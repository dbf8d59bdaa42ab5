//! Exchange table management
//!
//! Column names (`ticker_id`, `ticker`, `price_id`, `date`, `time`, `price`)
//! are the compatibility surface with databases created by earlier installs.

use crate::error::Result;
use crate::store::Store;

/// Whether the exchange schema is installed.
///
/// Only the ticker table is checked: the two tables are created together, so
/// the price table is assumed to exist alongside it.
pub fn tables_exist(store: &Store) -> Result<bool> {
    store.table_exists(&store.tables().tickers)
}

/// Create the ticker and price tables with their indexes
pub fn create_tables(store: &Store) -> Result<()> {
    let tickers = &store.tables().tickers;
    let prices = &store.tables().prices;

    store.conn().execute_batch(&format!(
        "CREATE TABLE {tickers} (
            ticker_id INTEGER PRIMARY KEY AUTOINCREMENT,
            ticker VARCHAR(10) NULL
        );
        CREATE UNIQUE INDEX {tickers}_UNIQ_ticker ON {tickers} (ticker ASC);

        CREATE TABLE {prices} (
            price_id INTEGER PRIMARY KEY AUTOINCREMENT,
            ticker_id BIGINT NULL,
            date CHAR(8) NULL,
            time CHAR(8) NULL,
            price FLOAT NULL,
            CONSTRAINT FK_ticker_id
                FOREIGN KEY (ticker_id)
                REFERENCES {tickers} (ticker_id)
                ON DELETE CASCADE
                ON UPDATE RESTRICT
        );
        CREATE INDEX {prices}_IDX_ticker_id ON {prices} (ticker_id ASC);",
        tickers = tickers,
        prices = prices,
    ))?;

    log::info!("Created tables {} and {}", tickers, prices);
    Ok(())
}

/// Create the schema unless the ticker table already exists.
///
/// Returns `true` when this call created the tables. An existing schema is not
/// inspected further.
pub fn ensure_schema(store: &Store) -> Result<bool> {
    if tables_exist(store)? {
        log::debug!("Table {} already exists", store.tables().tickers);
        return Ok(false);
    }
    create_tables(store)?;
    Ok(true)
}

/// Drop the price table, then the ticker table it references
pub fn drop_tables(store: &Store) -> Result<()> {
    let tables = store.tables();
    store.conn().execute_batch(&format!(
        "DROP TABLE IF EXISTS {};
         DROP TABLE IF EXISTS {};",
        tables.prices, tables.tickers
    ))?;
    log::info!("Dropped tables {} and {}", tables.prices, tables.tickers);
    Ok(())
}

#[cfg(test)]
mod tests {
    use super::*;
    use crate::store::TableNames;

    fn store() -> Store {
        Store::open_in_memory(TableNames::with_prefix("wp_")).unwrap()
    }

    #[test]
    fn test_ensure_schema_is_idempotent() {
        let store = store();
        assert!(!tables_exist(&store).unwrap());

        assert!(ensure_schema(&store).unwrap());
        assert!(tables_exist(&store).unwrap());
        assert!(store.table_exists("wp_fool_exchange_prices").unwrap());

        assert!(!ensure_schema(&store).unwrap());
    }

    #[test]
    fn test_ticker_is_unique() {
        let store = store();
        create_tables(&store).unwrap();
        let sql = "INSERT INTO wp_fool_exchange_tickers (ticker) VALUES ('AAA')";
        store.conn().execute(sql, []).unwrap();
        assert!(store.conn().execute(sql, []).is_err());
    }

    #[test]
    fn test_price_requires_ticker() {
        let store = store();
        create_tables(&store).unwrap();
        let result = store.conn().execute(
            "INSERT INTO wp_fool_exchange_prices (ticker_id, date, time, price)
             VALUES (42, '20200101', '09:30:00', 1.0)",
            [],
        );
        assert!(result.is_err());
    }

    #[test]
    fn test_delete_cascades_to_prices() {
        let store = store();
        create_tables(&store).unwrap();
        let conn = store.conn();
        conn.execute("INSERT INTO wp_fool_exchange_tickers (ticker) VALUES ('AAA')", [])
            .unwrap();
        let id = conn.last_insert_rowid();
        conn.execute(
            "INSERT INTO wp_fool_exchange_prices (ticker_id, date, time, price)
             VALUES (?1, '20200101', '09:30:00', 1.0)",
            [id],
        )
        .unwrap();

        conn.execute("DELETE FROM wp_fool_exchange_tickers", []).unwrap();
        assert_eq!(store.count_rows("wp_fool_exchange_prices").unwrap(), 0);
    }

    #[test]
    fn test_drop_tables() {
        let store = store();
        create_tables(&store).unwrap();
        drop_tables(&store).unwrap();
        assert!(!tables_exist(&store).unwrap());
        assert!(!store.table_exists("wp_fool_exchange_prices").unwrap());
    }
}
...
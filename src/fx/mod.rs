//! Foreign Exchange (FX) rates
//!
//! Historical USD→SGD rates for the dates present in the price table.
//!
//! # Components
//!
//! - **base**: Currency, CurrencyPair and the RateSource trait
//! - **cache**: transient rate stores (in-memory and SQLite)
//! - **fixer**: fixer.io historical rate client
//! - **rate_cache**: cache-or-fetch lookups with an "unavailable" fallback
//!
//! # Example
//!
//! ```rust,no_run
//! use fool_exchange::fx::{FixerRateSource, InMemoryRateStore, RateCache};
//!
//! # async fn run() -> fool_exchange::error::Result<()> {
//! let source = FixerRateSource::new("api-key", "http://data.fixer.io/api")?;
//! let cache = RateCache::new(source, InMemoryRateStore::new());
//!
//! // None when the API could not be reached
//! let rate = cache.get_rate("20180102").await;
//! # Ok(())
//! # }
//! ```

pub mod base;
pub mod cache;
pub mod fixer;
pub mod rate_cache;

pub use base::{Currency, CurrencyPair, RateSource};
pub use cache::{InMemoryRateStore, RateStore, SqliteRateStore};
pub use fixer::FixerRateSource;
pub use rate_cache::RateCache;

TASK PROMPT:
Your answer should be the exact lines above from the one with "repository dbf8d59bdaa42ab5" through the one with "pub fn create_tables(store: &Store)", both included, and nothing besides.

SOLUTION FOR THIS EXERCISE:
repository dbf8d59bdaa42ab5
//! Exchange table management
//!
//! Column names (`ticker_id`, `ticker`, `price_id`, `date`, `time`, `price`)
//! are the compatibility surface with databases created by earlier installs.

use crate::error::Result;
use crate::store::Store;

/// Whether the exchange schema is installed.
///
/// Only the ticker table is checked: the two tables are created together, so
/// the price table is assumed to exist alongside it.
pub fn tables_exist(store: &Store) -> Result<bool> {
    store.table_exists(&store.tables().tickers)
}

/// Create the ticker and price tables with their indexes
pub fn create_tables(store: &Store) -> Result<()> {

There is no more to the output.